■ Collected data entries
+ + + + +

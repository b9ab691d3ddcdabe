use chrono::{DateTime, Utc};
use serde::{Deserialize, Serialize};

use crate::error::RecordError;
use crate::id::{OrderId, ProductId, PurchaseToken};

/// Product category, fixed per id by the client configuration.
#[derive(Debug, Clone, Copy, PartialEq, Eq, Serialize, Deserialize)]
#[serde(rename_all = "lowercase")]
pub enum ProductKind {
    /// Purchasable repeatedly; each purchase must be consumed before the
    /// next one.
    Consumable,
    /// Purchasable once, granting a permanent entitlement.
    NonConsumable,
    /// Recurring product requiring renewal and explicit cancellation.
    Subscription,
}

impl ProductKind {
    pub fn is_consumable(self) -> bool {
        matches!(self, ProductKind::Consumable)
    }

    /// Non-consumables and subscriptions must be acknowledged with the
    /// billing backend; unacknowledged purchases are refunded after three
    /// days.
    pub fn requires_acknowledgment(self) -> bool {
        !self.is_consumable()
    }
}

/// One catalog entry: a product id and its localized display price.
///
/// Produced once per catalog fetch and immutable afterwards.
#[derive(Debug, Clone, PartialEq, Eq, Serialize, Deserialize)]
pub struct ProductInfo {
    product_id: ProductId,
    display_price: String,
}

impl ProductInfo {
    pub fn new(product_id: ProductId, display_price: impl Into<String>) -> Self {
        Self {
            product_id,
            display_price: display_price.into(),
        }
    }

    pub fn product_id(&self) -> &ProductId {
        &self.product_id
    }

    /// Localized price string as formatted by the store (e.g. `"$0.99"`).
    pub fn display_price(&self) -> &str {
        &self.display_price
    }
}

/// One completed transaction.
///
/// Owned by the application until consumed (consumables) or indefinitely
/// (entitlements). Mutated in place as acknowledge/consume operations
/// succeed; the flag transitions below are the only legal mutations.
#[derive(Debug, Clone, PartialEq, Eq, Serialize, Deserialize)]
pub struct PurchaseRecord {
    product_id: ProductId,
    purchase_token: PurchaseToken,
    order_id: Option<OrderId>,
    quantity: u32,
    purchased_at: DateTime<Utc>,
    acknowledged: bool,
    consumed: bool,
}

impl PurchaseRecord {
    pub fn new(
        product_id: ProductId,
        purchase_token: PurchaseToken,
        order_id: Option<OrderId>,
        quantity: u32,
        purchased_at: DateTime<Utc>,
    ) -> Self {
        Self {
            product_id,
            purchase_token,
            order_id,
            quantity,
            purchased_at,
            acknowledged: false,
            consumed: false,
        }
    }

    pub fn product_id(&self) -> &ProductId {
        &self.product_id
    }

    pub fn purchase_token(&self) -> &PurchaseToken {
        &self.purchase_token
    }

    pub fn order_id(&self) -> Option<&OrderId> {
        self.order_id.as_ref()
    }

    pub fn quantity(&self) -> u32 {
        self.quantity
    }

    pub fn purchased_at(&self) -> DateTime<Utc> {
        self.purchased_at
    }

    pub fn is_acknowledged(&self) -> bool {
        self.acknowledged
    }

    pub fn is_consumed(&self) -> bool {
        self.consumed
    }

    /// Record a successful acknowledgment.
    ///
    /// A purchase must never be acknowledged twice.
    pub fn mark_acknowledged(&mut self) -> Result<(), RecordError> {
        if self.acknowledged {
            return Err(RecordError::AlreadyAcknowledged(self.product_id.clone()));
        }
        self.acknowledged = true;
        Ok(())
    }

    /// Record a successful consumption.
    ///
    /// Only purchases of consumable products can be consumed, and only once.
    pub fn mark_consumed(&mut self, kind: ProductKind) -> Result<(), RecordError> {
        if !kind.is_consumable() {
            return Err(RecordError::NotConsumable(self.product_id.clone()));
        }
        if self.consumed {
            return Err(RecordError::AlreadyConsumed(self.product_id.clone()));
        }
        self.consumed = true;
        Ok(())
    }
}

+ + + + +

■ Work request
The required answer is the exact run of lines above starting at the line with "use crate::error::RecordError;" and ending at the line with "pub fn is_consumable(self)", with both ends present.

■ Output
use crate::error::RecordError;
use crate::id::{OrderId, ProductId, PurchaseToken};

/// Product category, fixed per id by the client configuration.
#[derive(Debug, Clone, Copy, PartialEq, Eq, Serialize, Deserialize)]
#[serde(rename_all = "lowercase")]
pub enum ProductKind {
    /// Purchasable repeatedly; each purchase must be consumed before the
    /// next one.
    Consumable,
    /// Purchasable once, granting a permanent entitlement.
    NonConsumable,
    /// Recurring product requiring renewal and explicit cancellation.
    Subscription,
}

impl ProductKind {
    pub fn is_consumable(self) -> bool {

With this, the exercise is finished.